### WHAT YOU WILL DO
Below are the records; tally the lines that include "Auxiliary" and report only the total.

----

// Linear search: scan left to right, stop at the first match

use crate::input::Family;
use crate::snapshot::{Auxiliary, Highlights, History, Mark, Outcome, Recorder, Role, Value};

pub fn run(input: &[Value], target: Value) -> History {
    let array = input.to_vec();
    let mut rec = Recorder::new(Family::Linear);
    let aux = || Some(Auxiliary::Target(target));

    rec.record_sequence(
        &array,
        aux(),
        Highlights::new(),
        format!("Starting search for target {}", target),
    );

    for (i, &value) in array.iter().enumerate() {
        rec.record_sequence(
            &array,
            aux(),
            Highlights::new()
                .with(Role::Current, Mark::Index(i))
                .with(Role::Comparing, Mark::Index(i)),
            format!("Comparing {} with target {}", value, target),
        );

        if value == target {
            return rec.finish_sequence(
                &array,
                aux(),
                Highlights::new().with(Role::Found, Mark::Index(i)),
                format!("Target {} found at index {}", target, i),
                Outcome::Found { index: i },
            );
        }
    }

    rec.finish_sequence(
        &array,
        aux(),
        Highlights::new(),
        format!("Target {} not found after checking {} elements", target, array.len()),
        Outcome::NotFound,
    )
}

----

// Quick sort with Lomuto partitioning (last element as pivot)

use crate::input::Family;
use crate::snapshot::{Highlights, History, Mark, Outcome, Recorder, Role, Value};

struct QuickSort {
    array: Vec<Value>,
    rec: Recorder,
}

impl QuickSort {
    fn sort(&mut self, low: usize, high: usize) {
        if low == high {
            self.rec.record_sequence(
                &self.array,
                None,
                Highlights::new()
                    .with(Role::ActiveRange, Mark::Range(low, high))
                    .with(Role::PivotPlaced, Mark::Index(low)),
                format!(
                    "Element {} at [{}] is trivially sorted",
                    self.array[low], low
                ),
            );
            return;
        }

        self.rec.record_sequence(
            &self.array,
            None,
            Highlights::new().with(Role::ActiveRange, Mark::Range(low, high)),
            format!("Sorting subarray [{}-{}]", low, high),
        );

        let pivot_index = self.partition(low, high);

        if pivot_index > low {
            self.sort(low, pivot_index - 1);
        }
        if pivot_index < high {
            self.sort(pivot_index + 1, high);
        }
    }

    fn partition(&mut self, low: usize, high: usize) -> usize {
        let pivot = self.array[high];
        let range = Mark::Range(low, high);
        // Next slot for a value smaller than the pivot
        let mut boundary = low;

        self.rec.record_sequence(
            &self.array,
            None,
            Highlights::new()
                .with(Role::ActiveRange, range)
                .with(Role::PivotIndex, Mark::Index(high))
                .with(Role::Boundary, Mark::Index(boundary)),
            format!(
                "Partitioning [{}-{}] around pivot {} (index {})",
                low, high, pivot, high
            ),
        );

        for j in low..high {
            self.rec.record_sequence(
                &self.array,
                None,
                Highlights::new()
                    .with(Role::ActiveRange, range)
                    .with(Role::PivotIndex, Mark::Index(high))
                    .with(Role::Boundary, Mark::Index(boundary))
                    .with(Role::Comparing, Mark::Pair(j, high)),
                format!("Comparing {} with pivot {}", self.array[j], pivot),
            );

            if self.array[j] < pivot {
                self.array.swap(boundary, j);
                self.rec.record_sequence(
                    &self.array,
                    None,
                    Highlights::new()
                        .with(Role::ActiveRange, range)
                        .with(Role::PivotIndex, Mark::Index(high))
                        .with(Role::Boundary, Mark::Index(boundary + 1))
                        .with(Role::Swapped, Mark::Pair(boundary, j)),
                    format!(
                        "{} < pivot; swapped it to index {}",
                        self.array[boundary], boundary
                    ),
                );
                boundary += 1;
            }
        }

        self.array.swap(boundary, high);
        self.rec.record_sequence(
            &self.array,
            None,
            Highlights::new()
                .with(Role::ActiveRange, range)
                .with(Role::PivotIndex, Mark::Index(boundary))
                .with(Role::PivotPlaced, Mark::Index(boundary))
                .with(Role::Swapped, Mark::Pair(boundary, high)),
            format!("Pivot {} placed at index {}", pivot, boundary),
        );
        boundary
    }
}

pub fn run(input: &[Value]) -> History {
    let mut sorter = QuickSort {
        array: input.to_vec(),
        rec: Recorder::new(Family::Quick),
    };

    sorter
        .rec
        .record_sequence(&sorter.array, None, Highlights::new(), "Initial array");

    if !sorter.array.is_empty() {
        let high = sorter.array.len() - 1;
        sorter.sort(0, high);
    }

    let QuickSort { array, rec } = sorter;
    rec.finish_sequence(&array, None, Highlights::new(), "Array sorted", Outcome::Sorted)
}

----

### EXERCISE ANSWER
2